The Bruckner Archive of the Department of Musicology (ÖAW) contains the autograph score of a hitherto unknown Missa in E major by the Viennese composer Simon Sechter (1788-1867). The music was scanned and processed by students on the practical course Digital Music Edition (Department of Musicology, University of Vienna, S 2015). The notation was pains­taking­ly coded in the XML Oxygen-Editor (without using traditional music notation software).

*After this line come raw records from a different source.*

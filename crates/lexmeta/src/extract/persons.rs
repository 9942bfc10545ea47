//! Person extraction from entity-tagger output.

use super::*;

/// A person named in the document.
#[derive(Debug, Clone, PartialEq, Eq, Serialize, Deserialize)]
pub struct PersonReference {
  /// Trimmed name as the tagger reported it
  pub name:        String,
  /// First page containing the name
  #[serde(with = "page_sentinel")]
  pub page_number: Option<u32>,
}

/// Extracts the distinct persons the tagger finds in `text`.
///
/// The tagger runs once over the whole text. Spans not labelled as persons are
/// ignored, names are trimmed, blank or stop-listed names are rejected, and
/// duplicates (exact, case-sensitive) keep their first occurrence. Each surviving
/// name is located in `document` with [`ParsedDocument::find_page`].
pub fn extract_persons(
  text: &str,
  tagger: &dyn EntityTagger,
  stop_list: &StopList,
  document: &ParsedDocument,
) -> Vec<PersonReference> {
  let mut seen = HashSet::new();
  let persons: Vec<PersonReference> = tagger
    .tag(text)
    .into_iter()
    .filter(|span| span.label == EntityLabel::Person)
    .filter_map(|span| {
      let name = span.text.trim();
      if !stop_list.accepts(name) {
        trace!("Rejecting generic person candidate {:?}", span.text);
        return None;
      }
      seen.insert(name.to_string()).then(|| PersonReference {
        name:        name.to_string(),
        page_number: document.find_page(name),
      })
    })
    .collect();
  debug!("Found {} persons", persons.len());
  persons
}

#[cfg(test)]
mod tests {
  use super::*;

  /// Returns a fixed list of spans regardless of input.
  struct StubTagger(Vec<(&'static str, EntityLabel)>);

  impl EntityTagger for StubTagger {
    fn tag(&self, _text: &str) -> Vec<EntitySpan> {
      self.0.iter().map(|(text, label)| EntitySpan::new(*text, label.clone(), 0)).collect()
    }
  }

  fn document() -> ParsedDocument {
    let word = |text: &str| Word::new(text, BoundingBox::new(0.0, 0.0, 1.0, 1.0));
    ParsedDocument::assemble(vec![
      Ok(PageLayout::new(1).with_word(word("Preamble"))),
      Ok(PageLayout::new(2).with_word(word("Smith"))),
    ])
    .unwrap()
  }

  #[test]
  fn test_stop_list_and_labels() {
    let tagger = StubTagger(vec![
      ("Contractor", EntityLabel::Person),
      ("Acme Ltd", EntityLabel::Organization),
      ("   ", EntityLabel::Person),
      ("Smith", EntityLabel::Person),
    ]);
    let persons = extract_persons("", &tagger, &StopList::default(), &document());
    assert_eq!(persons, vec![PersonReference { name: "Smith".into(), page_number: Some(2) }]);
  }

  #[test]
  fn test_dedup_after_trim_keeps_first() {
    let tagger = StubTagger(vec![
      (" John Smith", EntityLabel::Person),
      ("Smith", EntityLabel::Person),
      ("John Smith ", EntityLabel::Person),
      ("john smith", EntityLabel::Person),
    ]);
    let persons = extract_persons("", &tagger, &StopList::default(), &document());
    let names: Vec<&str> = persons.iter().map(|p| p.name.as_str()).collect();
    assert_eq!(names, vec!["John Smith", "Smith", "john smith"]);
    assert_eq!(persons[0].page_number, None);
    assert_eq!(persons[1].page_number, Some(2));
  }

  #[test]
  fn test_with_gazetteer() {
    let tagger = GazetteerTagger::new(["Smith"]);
    let persons = extract_persons("Smith and Smith", &tagger, &StopList::default(), &document());
    assert_eq!(persons.len(), 1);
  }

  #[test]
  fn test_serialized_sentinel() {
    let person = PersonReference { name: "Jane Roe".into(), page_number: None };
    assert_eq!(serde_json::to_string(&person).unwrap(), r#"{"name":"Jane Roe","page_number":-1}"#);
  }
}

Technical implementation: The 42 pages of the original score were distributed across the students. The coding in Oxygen followed consistent editorial guidelines. Finally, the individual files were compiled and xml:ids were added retrospectively. A visually adapted version of the Verovio JavaScript-Toolkit expanded with bootstrap elements (zoom, page navigation, various music fonts, XML view and shifting between works) is used to display the music (rendering in the browser). In the current version of Verovio (Release 0.9.10), it is not yet possible to display additional text (title, performance, tempo), dynamics and figured bass. An Edirom edition of the Mass that will display the facsimile and the MEI-coded score simultaneously is currently in progress.

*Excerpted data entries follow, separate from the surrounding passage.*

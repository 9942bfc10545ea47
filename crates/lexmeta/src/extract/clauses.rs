//! Clause, article and act citations.

use std::fmt;

use super::*;

lazy_static! {
  static ref CITATION: Regex = Regex::new(r"(Clause|Article|Act)\s+(\d+(?:\.\d+)?)").unwrap();
}

/// Kind of legal provision cited.
#[derive(Debug, Clone, Copy, PartialEq, Eq, Hash, Serialize, Deserialize)]
#[serde(rename_all = "lowercase")]
pub enum ClauseKind {
  /// A clause of the document itself, `Clause 4.2`
  Clause,
  /// `Article 5`
  Article,
  /// A cited statute, `Act 1996`
  Act,
}

impl fmt::Display for ClauseKind {
  fn fmt(&self, f: &mut fmt::Formatter<'_>) -> fmt::Result {
    match self {
      Self::Clause => write!(f, "Clause"),
      Self::Article => write!(f, "Article"),
      Self::Act => write!(f, "Act"),
    }
  }
}

/// A cited clause, article or act.
#[derive(Debug, Clone, PartialEq, Eq, Serialize, Deserialize)]
pub struct ClauseReference {
  /// Canonical form, `"<Kind> <number[.sub]>"`
  pub reference:   String,
  /// Which kind of provision is cited, serialized as `type`
  #[serde(rename = "type")]
  pub kind:        ClauseKind,
  /// First page the canonical reference occurs on
  #[serde(with = "page_sentinel")]
  pub page_number: Option<u32>,
}

/// Extracts distinct clause/article/act citations in first-occurrence order.
///
/// Matching is case-sensitive. Whitespace between the kind and the number is
/// normalized to a single space, so `"Clause   4.2"` and `"Clause 4.2"` are the
/// same reference.
pub fn extract_clauses(text: &str, document: &ParsedDocument) -> Vec<ClauseReference> {
  let mut seen = HashSet::new();
  let clauses: Vec<ClauseReference> = CITATION
    .captures_iter(text)
    .filter_map(|caps| {
      let kind = match &caps[1] {
        "Clause" => ClauseKind::Clause,
        "Article" => ClauseKind::Article,
        _ => ClauseKind::Act,
      };
      let reference = format!("{kind} {}", &caps[2]);
      if !seen.insert(reference.clone()) {
        return None;
      }
      let page_number = document.find_page(&reference);
      Some(ClauseReference { reference, kind, page_number })
    })
    .collect();
  debug!("Found {} clause/article/act references", clauses.len());
  clauses
}

#[cfg(test)]
mod tests {
  use super::*;

  fn references(text: &str) -> Vec<String> {
    extract_clauses(text, &ParsedDocument::default()).into_iter().map(|c| c.reference).collect()
  }

  #[test]
  fn test_whitespace_canonicalization() {
    assert_eq!(references("Clause 4.2 and again Clause   4.2\nand Clause\t4.2"), vec!["Clause 4.2"]);
  }

  #[test]
  fn test_kinds_and_numbers() {
    let clauses = extract_clauses("Article 5, Act 1996 and Clause 12.3.4", &ParsedDocument::default());
    let rendered: Vec<(&str, ClauseKind)> = clauses.iter().map(|c| (c.reference.as_str(), c.kind)).collect();
    assert_eq!(
      rendered,
      vec![("Article 5", ClauseKind::Article), ("Act 1996", ClauseKind::Act), ("Clause 12.3", ClauseKind::Clause)]
    );
  }

  #[test]
  fn test_case_sensitive() {
    assert!(references("clause 4 and ARTICLE 7 and act 3").is_empty());
  }

  #[test]
  fn test_sub_clause_is_distinct() {
    assert_eq!(references("Clause 4 then Clause 4.1"), vec!["Clause 4", "Clause 4.1"]);
  }

  #[test]
  fn test_page_resolution_uses_canonical_form() {
    let document = ParsedDocument::assemble(vec![Ok(PageLayout::new(1)
      .with_table(Table::new(vec![vec!["Clause 4.2".into(), "Payment".into()]])))])
    .unwrap();
    let clauses = extract_clauses("Clause   4.2 and Clause 9", &document);
    assert_eq!(clauses[0].page_number, Some(1));
    assert_eq!(clauses[1].page_number, None);
  }

  #[test]
  fn test_serialized_type_field() {
    let clause = ClauseReference { reference: "Act 1996".into(), kind: ClauseKind::Act, page_number: Some(3) };
    assert_eq!(
      serde_json::to_string(&clause).unwrap(),
      r#"{"reference":"Act 1996","type":"act","page_number":3}"#
    );
  }
}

Student participants: Philipp Bonell, Irene Egger, Lisa-Viola Hofer, Christoph Janeschitz, Imke Oldewurtel, Wolfgang Osztovics, Peter Provaznik, Stefan Sa­fra­nek, Yuka Sato, Ulrike Wagner, Georg Wersching und Rolf Wiss­mann. Post-processing of the data: Robert Klugseder and Peter Provaznik.

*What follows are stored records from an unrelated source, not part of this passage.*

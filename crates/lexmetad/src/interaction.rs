//! Terminal output and prompts.

use console::{style, Emoji};
use dialoguer::Confirm;

use super::*;

/// Prefix for information messages
pub static INFO_PREFIX: &str = "ℹ ";
/// Prefix for progress messages
pub static WORKING_PREFIX: &str = "» ";
/// Prefix for success messages
pub static SUCCESS_PREFIX: &str = "✓ ";
/// Prefix for error messages
pub static ERROR_PREFIX: &str = "✗ ";
/// Prefix for user prompts
pub static PROMPT_PREFIX: &str = "❯ ";
/// Branch of a tree listing
pub static ITEM_PREFIX: &str = "├─";
/// Last branch of a tree listing
pub static LAST_ITEM_PREFIX: &str = "└─";
/// List bullet
pub static BULLET: &str = "•";
/// Points from a reference to its page
pub static ARROW: &str = "→";

/// Shown instead of a page number for references that were not located.
static NOT_LOCATED: &str = "not located";

/// Something a command wants to tell the user.
#[derive(Debug)]
pub enum ResponseContent<'a> {
  /// Artifacts written for one document
  Artifacts(&'a ProcessedArtifacts),
  /// A metadata record to summarize
  Metadata(&'a LegalMetadata),
  /// Text printed as is
  Raw(&'a str),
  /// A completed step
  Success(&'a str),
  /// A failure, printed to stderr
  Error(&'a str),
  /// Anything else worth mentioning
  Info(&'a str),
}

/// How commands talk to the user.
pub trait UserInteraction {
  /// Asks a yes/no question, defaulting to no.
  fn confirm(&self, message: &str) -> Result<bool>;
  /// Shows `content` to the user.
  fn reply(&self, content: ResponseContent) -> Result<()>;
}

impl UserInteraction for Cli {
  fn confirm(&self, message: &str) -> Result<bool> {
    if self.accept_defaults {
      debug!("Accepting default for prompt: {message}");
      return Ok(true);
    }
    Ok(
      Confirm::new()
        .with_prompt(format!("{} {}", style(PROMPT_PREFIX).cyan(), message))
        .default(false)
        .interact()?,
    )
  }

  fn reply(&self, content: ResponseContent) -> Result<()> {
    match content {
      ResponseContent::Artifacts(artifacts) => print_artifacts(artifacts),
      ResponseContent::Metadata(metadata) => print_metadata(metadata),
      ResponseContent::Raw(text) => println!("{text}"),
      ResponseContent::Success(message) => println!("{} {}", style(SUCCESS_PREFIX).green(), message),
      ResponseContent::Error(message) => eprintln!("{} {}", style(ERROR_PREFIX).red(), style(message).red()),
      ResponseContent::Info(message) => println!("{} {}", style(INFO_PREFIX).blue(), message),
    }
    Ok(())
  }
}

/// Renders a resolved page for display.
fn page(page_number: Option<u32>) -> String {
  page_number.map_or_else(|| NOT_LOCATED.to_string(), |n| format!("page {n}"))
}

/// Lists the artifacts written for one document.
fn print_artifacts(artifacts: &ProcessedArtifacts) {
  let metadata = &artifacts.metadata;
  println!(
    "{} {} {}",
    style(SUCCESS_PREFIX).green(),
    style(&metadata.document_name).bold(),
    style(format!("(dated {})", metadata.document_date)).dim()
  );
  println!("   {} {}", style(ITEM_PREFIX).dim(), artifacts.parsed_path.display());
  println!("   {} {}", style(LAST_ITEM_PREFIX).dim(), artifacts.metadata_path.display());
}

/// Summarizes a metadata record, one section per reference kind.
fn print_metadata(metadata: &LegalMetadata) {
  let references = &metadata.references;
  println!("{} {}", Emoji("📄 ", WORKING_PREFIX), style(&metadata.document_name).bold().cyan());
  println!("   {} Document date: {}", style(BULLET).dim(), style(metadata.document_date).yellow());

  println!("   {} Dates ({}):", style(BULLET).dim(), metadata.dates.len());
  for date in &metadata.dates {
    println!("      {} {} {} {}", style(ITEM_PREFIX).dim(), date.date, style(ARROW).dim(), date.surrounding_context);
  }

  println!("   {} Letters ({}):", style(BULLET).dim(), references.letters_mentioned.len());
  for letter in &references.letters_mentioned {
    println!("      {} {} ({})", style(ITEM_PREFIX).dim(), letter.name, page(letter.page_number));
  }

  println!("   {} Clauses, articles and acts ({}):", style(BULLET).dim(), references.laws_clauses_articles_acts.len());
  for clause in &references.laws_clauses_articles_acts {
    println!("      {} {} ({})", style(ITEM_PREFIX).dim(), clause.reference, page(clause.page_number));
  }

  println!("   {} Persons ({}):", style(BULLET).dim(), references.persons.len());
  for person in &references.persons {
    println!("      {} {} ({})", style(ITEM_PREFIX).dim(), person.name, page(person.page_number));
  }
}
//! Command line front end for the [`lexmeta`] legal metadata extractor.
//!
//! The `lexmeta` binary turns contract PDFs into two JSON artifacts each: the
//! page-indexed parsed content and the extracted legal metadata. It supports:
//! - Writing a configuration file
//! - Processing single documents or whole directories of PDFs
//! - Inspecting a metadata artifact produced earlier
//!
//! # Usage
//!
//! ```bash
//! # Write a configuration, with a few names always tagged as persons
//! lexmeta init --gazetteer "John Smith" --gazetteer "Jane Roe"
//!
//! # Process one document and a directory of documents
//! lexmeta process contract.pdf ./bundle --output-path ./generated
//!
//! # Summarize a metadata artifact
//! lexmeta inspect ./generated/contract_metadata.json
//! ```
//!
//! Logs go to stderr; pass `-v` (repeatable) for more detail and `--log-dir` to
//! also keep a daily rolling log file.

#![warn(missing_docs, clippy::missing_docs_in_private_items)]

use std::{
  path::{Path, PathBuf},
  process::ExitCode,
};

use clap::{builder::ArgAction, Args, Parser, Subcommand};
use lexmeta::{config::Config, error::LexmetaError, metadata::LegalMetadata, Lexmeta, ProcessedArtifacts};
use tracing::{debug, trace, warn};
use tracing_appender::non_blocking::WorkerGuard;
use tracing_subscriber::{fmt, prelude::*, EnvFilter};

pub mod commands;
pub mod error;
pub mod interaction;

use crate::{commands::*, error::*, interaction::*};

/// Command line interface configuration and argument parsing
#[derive(Parser)]
#[command(author, version, about = "Extract page-indexed legal metadata from contract PDFs")]
pub struct Cli {
  /// Verbose mode (-v, -vv, -vvv) for different levels of logging detail
  #[arg(
        short,
        long,
        action = ArgAction::Count,
        global = true,
        help = "Increase logging verbosity"
    )]
  verbose: u8,

  /// Path to the configuration file. If not specified, uses the default
  /// platform-specific config directory.
  #[arg(long, short, global = true)]
  config: Option<PathBuf>,

  /// Directory for a daily rolling log file, in addition to stderr
  #[arg(long, global = true)]
  log_dir: Option<PathBuf>,

  /// The subcommand to execute
  #[command(subcommand)]
  command: Commands,

  /// Skip all prompts and accept defaults (mostly for testing)
  #[arg(long, hide = true, global = true)]
  accept_defaults: bool,
}

impl Cli {
  /// The configuration file this invocation reads or writes.
  fn config_path(&self) -> PathBuf { self.config.clone().unwrap_or_else(Config::default_path) }

  /// Loads the configuration.
  ///
  /// An explicitly passed `--config` must exist; the default location falls back
  /// to built-in defaults when nothing has been written there yet.
  fn load_config(&self) -> Result<Config> {
    Ok(match &self.config {
      Some(path) => Config::load(path)?,
      None => Config::load_or_default(Config::default_path())?,
    })
  }
}

/// Configures the logging system based on the verbosity level
///
/// The verbosity levels are:
/// - 0: error (default)
/// - 1: warn
/// - 2: info
/// - 3: debug
/// - 4+: trace
///
/// `RUST_LOG` overrides the level when set. The returned guard must be held for
/// the lifetime of the program so the file writer flushes.
fn setup_logging(verbosity: u8, log_dir: Option<&Path>) -> Option<WorkerGuard> {
  let level = match verbosity {
    0 => "error",
    1 => "warn",
    2 => "info",
    3 => "debug",
    _ => "trace",
  };
  let filter = || EnvFilter::try_from_default_env().unwrap_or_else(|_| EnvFilter::new(level));

  let stderr = fmt::layer()
    .with_writer(std::io::stderr)
    .with_file(true)
    .with_line_number(true)
    .with_thread_ids(true)
    .with_target(true)
    .with_filter(filter());

  match log_dir {
    Some(dir) => {
      let (writer, guard) = tracing_appender::non_blocking(tracing_appender::rolling::daily(dir, "lexmeta.log"));
      let file = fmt::layer().with_writer(writer).with_ansi(false).with_thread_ids(true).with_filter(filter());
      tracing_subscriber::registry().with(stderr).with(file).init();
      Some(guard)
    },
    None => {
      tracing_subscriber::registry().with(stderr).init();
      None
    },
  }
}

/// Entry point for the lexmeta CLI application
///
/// Exits non-zero when the command fails, including when any document of a
/// `process` batch fails. Failures are reported on stderr:
/// - Configuration files that cannot be read or written
/// - Documents that fail to process
/// - Artifacts that cannot be read
/// - User interaction errors
#[tokio::main]
async fn main() -> ExitCode {
  let cli = Cli::parse();
  let _guard = setup_logging(cli.verbose, cli.log_dir.as_deref());
  trace!("Parsed command line");

  let result = match cli.command.clone() {
    Commands::Init(options) => init(&cli, &cli.config_path(), options).await,
    Commands::Process(options) => match cli.load_config() {
      Ok(config) => process(&cli, config, options).await,
      Err(e) => Err(e),
    },
    Commands::Inspect(options) => inspect(&cli, options).await,
  };

  match result {
    Ok(()) => ExitCode::SUCCESS,
    Err(e) => {
      warn!("Command failed: {e:?}");
      let _ = cli.reply(ResponseContent::Error(&e.to_string()));
      ExitCode::FAILURE
    },
  }
}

View the digital edition of the Mass here

Simon Sechter was born on 11 October 1788 in Friedberg (Bohemia) and died on 10 September 1867 in Vienna. He worked as an organist, music teacher and composer. From 11 years of age, Sechter was taught music by J. N. A. Maxandt (the local schoolteacher and choir director). In 1802 he was a school assistant in Pfarrkirchen (Upper Austria), and subsequently attended teacher training college in Linz; he came to Vienna in 1804 via Friedberg as private tutor to the children of Andreas Johann Kowarz. In Vienna, he received piano lessons from L. A. Kozeluch and was taught theory by a student of J. G. Albrechtsberger named Hartmann. He studied the music theoretical writings of Friedrich Wilhelm Marpurg, Johann Philipp Kirnberger und Albrechtsberger independently in his own time. From 1806 (1808?) onwards, he worked as a private music tutor, and in 1810 was appointed as a teacher of piano, organ and singing at the Vienna K. k. Blindenerziehungsinstitut (the Royal and Imperial Institute for the Blind), remaining there until 1825. In 1824 he became the second court organist, advancing to first organist one year later. Besides this, he also gave piano lessons to the court boys’ choir and taught at the Conservatoire of the Gesellschaft der Musikfreunde between 1851 and 1867. Sechter was regarded as an excellent music theorist and contrapuntist and was one of the most influential and important teachers of the 19th century. His students include Th. v. Döhler, E. Pauer, C. F. Pohl, S. Thalberg, A. Bruckner, J. v. Herbeck, G. Nottebohm, G. v. Preyer, L. Blahetka, D. Finkes, C. Umlauf, A. Huebmer, C. Zeller, J. Vesque v. Püttlingen, R. Bibl, C. M. Ziehrer and Th. Leschetizky. Sechter even gave Fr. Schubert a lesson shortly before the latter’s death.